DM flows
Build the conversation the bot sends after a trigger fires — single messages, branching questions, and handoffs.
A flow is the sequence of messages the bot sends after a trigger fires. You build the flow inside the automation editor.
The building blocks
A flow is made of nodes. The ones you'll reach for most:
| Node | What it does |
|---|---|
| Send Message | Sends a text DM. Supports emoji and line breaks. |
| Quick Reply | Sends a message with tappable buttons and branches on the tap. |
| Wait for Reply | Pauses until the buyer types a reply. |
| Capture Field | Stores the buyer's answer (shade, size, address) for use later. |
| Condition | Splits the flow based on a captured field or an earlier answer. |
| Human Handoff | Stops the bot and hands the conversation to your team. |
There are more — images, links, shared posts, Q&A cards, timers. See Flow nodes for the full reference.
Anatomy of a good flow
A flow that actually converts usually looks like this:
- Acknowledge. One short line in the user's language confirming you heard them.

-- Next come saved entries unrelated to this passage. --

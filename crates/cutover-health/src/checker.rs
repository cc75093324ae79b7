//! Health checker used by the rollout controller.
//!
//! `check()` runs a single probe bounded by the per-attempt timeout.
//! `wait_until_healthy()` repeats it under a `RetryPolicy` until the
//! endpoint answers healthy, attempts run out, or the operator aborts.

use std::sync::Arc;
use std::time::Duration;

use tracing::{debug, info, warn};

use cutover_core::{
    epoch_millis, AbortSignal, CutoverError, CutoverResult, HealthCheckResult, HealthEndpoint,
    RetryPolicy,
};

use crate::clock::{Clock, TokioClock};
use crate::probe::{HttpProbe, Probe, ProbeResult};
use crate::retry::{retry_with_backoff, RetryOutcome};

/// Probes environment endpoints. Cheap to clone.
#[derive(Clone)]
pub struct HealthChecker {
    probe: Arc<dyn Probe>,
    clock: Arc<dyn Clock>,
}

impl HealthChecker {
    pub fn new(probe: Arc<dyn Probe>, clock: Arc<dyn Clock>) -> Self {
        Self { probe, clock }
    }

    /// HTTP probes on the tokio clock.
    pub fn http() -> Self {
        Self::new(Arc::new(HttpProbe), Arc::new(TokioClock))
    }

    pub fn clock(&self) -> Arc<dyn Clock> {
        Arc::clone(&self.clock)
    }

    /// Run one probe. A probe that outlives `timeout` counts as a failure.
    ///
    /// The returned result has `attempt` set to 1; retry loops overwrite it.
    pub async fn check(&self, endpoint: &HealthEndpoint, timeout: Duration) -> HealthCheckResult {
        let started = self.clock.now();

        let result = tokio::select! {
            result = self.probe.probe(endpoint) => result,
            _ = self.clock.sleep(timeout) => ProbeResult::Failed {
                error: format!("timed out after {timeout:?}"),
            },
        };

        let latency = self.clock.now().saturating_duration_since(started);
        debug!(%endpoint, ?result, ?latency, "health probe finished");

        HealthCheckResult {
            timestamp: epoch_millis(),
            success: result.is_healthy(),
            latency,
            attempt: 1,
            error: result.error_detail(),
        }
    }

    /// Probe until healthy, bounded by `policy`.
    ///
    /// Every attempt's result is returned in order, whatever the outcome.
    /// Exhaustion yields `Timeout`; an abort during a sleep yields `Aborted`.
    pub async fn wait_until_healthy(
        &self,
        endpoint: &HealthEndpoint,
        policy: &RetryPolicy,
        abort: &mut AbortSignal,
    ) -> HealthReport {
        let timeout = policy.timeout;
        let outcome = retry_with_backoff(
            self.clock.as_ref(),
            policy.max_attempts,
            policy.interval,
            policy.backoff,
            abort,
            |attempt| async move {
                let mut result = self.check(endpoint, timeout).await;
                result.attempt = attempt;
                if result.success {
                    Ok(result)
                } else {
                    warn!(
                        %endpoint,
                        attempt,
                        max_attempts = policy.max_attempts,
                        error = result.error.as_deref().unwrap_or("unknown"),
                        "health check failed"
                    );
                    Err(result)
                }
            },
        )
        .await;
        debug!(
            %endpoint,
            attempts = outcome.attempts(),
            healthy = outcome.is_success(),
            "health wait finished"
        );

        match outcome {
            RetryOutcome::Succeeded {
                value, failures, ..
            } => {
                info!(%endpoint, attempt = value.attempt, "endpoint healthy");
                let mut results = failures;
                results.push(value);
                HealthReport {
                    results,
                    outcome: Ok(()),
                }
            }
            RetryOutcome::Exhausted { attempts, failures } => HealthReport {
                results: failures,
                outcome: Err(CutoverError::Timeout {
                    endpoint: endpoint.to_string(),
                    attempts,
                }),
            },
            RetryOutcome::Aborted { failures, .. } => HealthReport {
                results: failures,
                outcome: Err(CutoverError::Aborted),
            },
        }
    }
}

/// Everything one `wait_until_healthy` call observed.
#[derive(Debug)]
pub struct HealthReport {
    /// One entry per attempt, oldest first.
    pub results: Vec<HealthCheckResult>,
    pub outcome: CutoverResult<()>,
}

impl HealthReport {
    pub fn is_healthy(&self) -> bool {
        self.outcome.is_ok()
    }

    pub fn attempts(&self) -> u32 {
        self.results.len() as u32
    }
}
//! cutover-core — shared types for the cutover deployment orchestrator.
//!
//! Everything the other crates agree on lives here: environments and
//! their lifecycle, rollout plans, persisted rollout state, the error
//! taxonomy, `cutover.toml` parsing, command templates for external
//! platform tooling, and the operator abort signal.

pub mod abort;
pub mod command;
pub mod config;
pub mod duration;
pub mod error;
pub mod types;

pub use abort::{abort_pair, AbortHandle, AbortSignal};
pub use command::{CommandTemplate, TemplateVars};
pub use config::{CutoverConfig, EndpointTemplate};
pub use duration::parse_duration;
pub use error::{CutoverError, CutoverResult};
pub use types::*;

- Answer the obvious question first. If they commented
PRICE, give the price before anything else. Don't make them ask twice. - Qualify, only if needed. Ask one question to narrow the product (
What shade are you?/30ml or 50ml?). Skip if irrelevant. - Point to the next step. One line telling them how to order — your team will follow up to close, or send them to the link in your profile.
- Offer a human. A quick-reply button like
คุยกับแอดมินthat triggers a handoff.
Avoid: long opening greetings, multi-paragraph product descriptions, more than two qualifying questions, "Did that help?" follow-ups. Every extra message is an exit point.
Tone
Tuku is your brand's voice in the DM. The bot should:
- Sound like a human typing on their phone. Short sentences. Real emoji, not stickers. One emoji per message at most.

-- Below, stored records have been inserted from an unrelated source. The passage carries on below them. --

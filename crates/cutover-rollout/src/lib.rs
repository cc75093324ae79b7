//! cutover-rollout — the rollout state machine.
//!
//! The controller drives one rollout per service through
//! `Preparing → DeployingTarget → HealthChecking ⇄ Promoting → Cleanup`,
//! with a `RollingBack` phase reachable from every non-terminal phase.
//!
//! # Components
//!
//! - **`lease`** — in-process guard allowing one rollout per service
//! - **`controller`** — phase handlers, rollback, and crash recovery

pub mod controller;
pub mod lease;

pub use controller::{RolloutController, RolloutRequest};
pub use lease::{LeaseRegistry, RolloutLease};
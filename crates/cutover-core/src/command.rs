//! Command templates for external platform tooling.
//!
//! The compute platform and the routing layer are driven through
//! operator-supplied argv templates such as
//! `["kubectl", "-n", "{namespace}", "scale", "deployment/{service}-{slot}", "--replicas={replicas}"]`.
//! Placeholders are substituted per argument; the process inherits the
//! caller's environment, which is where platform credentials live.

use std::collections::BTreeMap;
use std::sync::LazyLock;

use regex::Regex;
use serde::{Deserialize, Serialize};
use tracing::debug;

use crate::error::{CutoverError, CutoverResult};

static PLACEHOLDER: LazyLock<Regex> =
    LazyLock::new(|| Regex::new(r"\{([a-z_]+)\}").expect("placeholder regex"));

/// Values available to a template, keyed by placeholder name.
pub type TemplateVars = BTreeMap<&'static str, String>;

/// An argv template. The first element is the program.
#[derive(Debug, Clone, PartialEq, Eq, Serialize, Deserialize)]
#[serde(transparent)]
pub struct CommandTemplate(pub Vec<String>);

impl CommandTemplate {
    pub fn new<I, S>(argv: I) -> Self
    where
        I: IntoIterator<Item = S>,
        S: Into<String>,
    {
        Self(argv.into_iter().map(Into::into).collect())
    }

    /// Substitute every `{name}` placeholder. Unknown names are a config error.
    pub fn render(&self, vars: &TemplateVars) -> CutoverResult<Vec<String>> {
        if self.0.is_empty() {
            return Err(CutoverError::Config("empty command template".to_string()));
        }
        self.0.iter().map(|arg| render_str(arg, vars)).collect()
    }

    /// Render and run the command, returning trimmed stdout.
    ///
    /// A non-zero exit status becomes a `Backend` error carrying stderr.
    pub async fn run(&self, vars: &TemplateVars) -> CutoverResult<String> {
        let argv = self.render(vars)?;
        let (program, args) = argv
            .split_first()
            .ok_or_else(|| CutoverError::Config("empty command template".to_string()))?;

        debug!(%program, ?args, "running platform command");

        let output = tokio::process::Command::new(program)
            .args(args)
            .kill_on_drop(true)
            .output()
            .await
            .map_err(|e| CutoverError::Backend(format!("failed to execute '{program}': {e}")))?;

        if !output.status.success() {
            let stderr = String::from_utf8_lossy(&output.stderr);
            let code = output.status.code().unwrap_or(-1);
            return Err(CutoverError::Backend(format!(
                "'{program}' exited with code {code}: {}",
                stderr.trim()
            )));
        }

        Ok(String::from_utf8_lossy(&output.stdout).trim().to_string())
    }
}

/// Substitute placeholders in a single string.
pub fn render_str(template: &str, vars: &TemplateVars) -> CutoverResult<String> {
    let mut out = String::with_capacity(template.len());
    let mut last = 0;
    for caps in PLACEHOLDER.captures_iter(template) {
        let (Some(whole), Some(name)) = (caps.get(0), caps.get(1)) else {
            continue;
        };
        let value = vars.get(name.as_str()).ok_or_else(|| {
            CutoverError::Config(format!(
                "unknown placeholder '{{{}}}' in '{template}'",
                name.as_str()
            ))
        })?;
        out.push_str(&template[last..whole.start()]);
        out.push_str(value);
        last = whole.end();
    }
    out.push_str(&template[last..]);
    Ok(out)
}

- Use the same language as the comment. Don't reply in English to a Thai comment.
- Be specific.
฿890 for 30ml, ฿1,490 for 50mllands better thanPricing varies — message us. - Never sound automated. Avoid
Thank you for your message!,Our team will get back to you shortly,Please find the link below.
When in doubt: read it out loud. If it sounds like a corporate auto-reply, rewrite it.
Branching example
A shade-match flow for a foundation product:
Trigger: keyword SHADE
└─ Send Message "Hi! ขอบคุณที่สนใจ Foundation ของเรานะคะ 🌿"
└─ Capture Field "ปกติใช้สีอะไรของแบรนด์อื่นคะ?" → save to shade_reference
└─ Quick Reply "หรือเลือกจากนี้เลย:"
├─ "Fair" → handoff to your team
├─ "Light" → handoff to your team
├─ "Medium" → handoff to your team
└─ "ไม่แน่ใจ" → handoff to your teamWhen a step can't run
Sometimes a step can't do its job — a DM may be undeliverable, or a node may have nothing to act on. Tuku handles each case in one of three ways:
| Behaviour | What happens | When |
|---|---|---|
| Stops the flow | The flow halts at that step; nothing after it runs. | A message step can't be delivered — the person isn't DM-eligible, or the messaging window or limit is reached. Covers Send Message, Send Link, Send Image, Share Post, Q&A Card, Quick Reply, Capture Field, and AI reply. |
| Skips and continues | That one step is skipped; the flow moves on to the next. | A Reply with no comment to reply to (e.g. a DM-triggered flow), or an AI reply that has no answer and no fallback set. |
| Pauses, then resumes | The flow waits, then picks up later. | Wait for Reply, Wait for Follow, and Timer — plus Quick Reply / Capture Field, which send and then wait for the buyer. |
The practical upshot: in a comment flow, put a Send Message before a Reply. Because an undeliverable DM stops the flow, the Reply after it only runs once the DM has actually sent — so you never publicly say "check your DMs" when no DM went out.
Testing a flow before you publish it
As you build, the editor shows a mobile preview of your messages so you can see how each DM will look to the buyer.
For a real end-to-end test, comment on one of your own videos from a second account — the trigger will fire and you'll see the real DM land in the inbox.
Editing a live flow
Each flow has a draft you edit and a published version that runs. Make your changes in the draft, then publish to swap the live behaviour over. Until you publish, your edits don't touch any real conversations.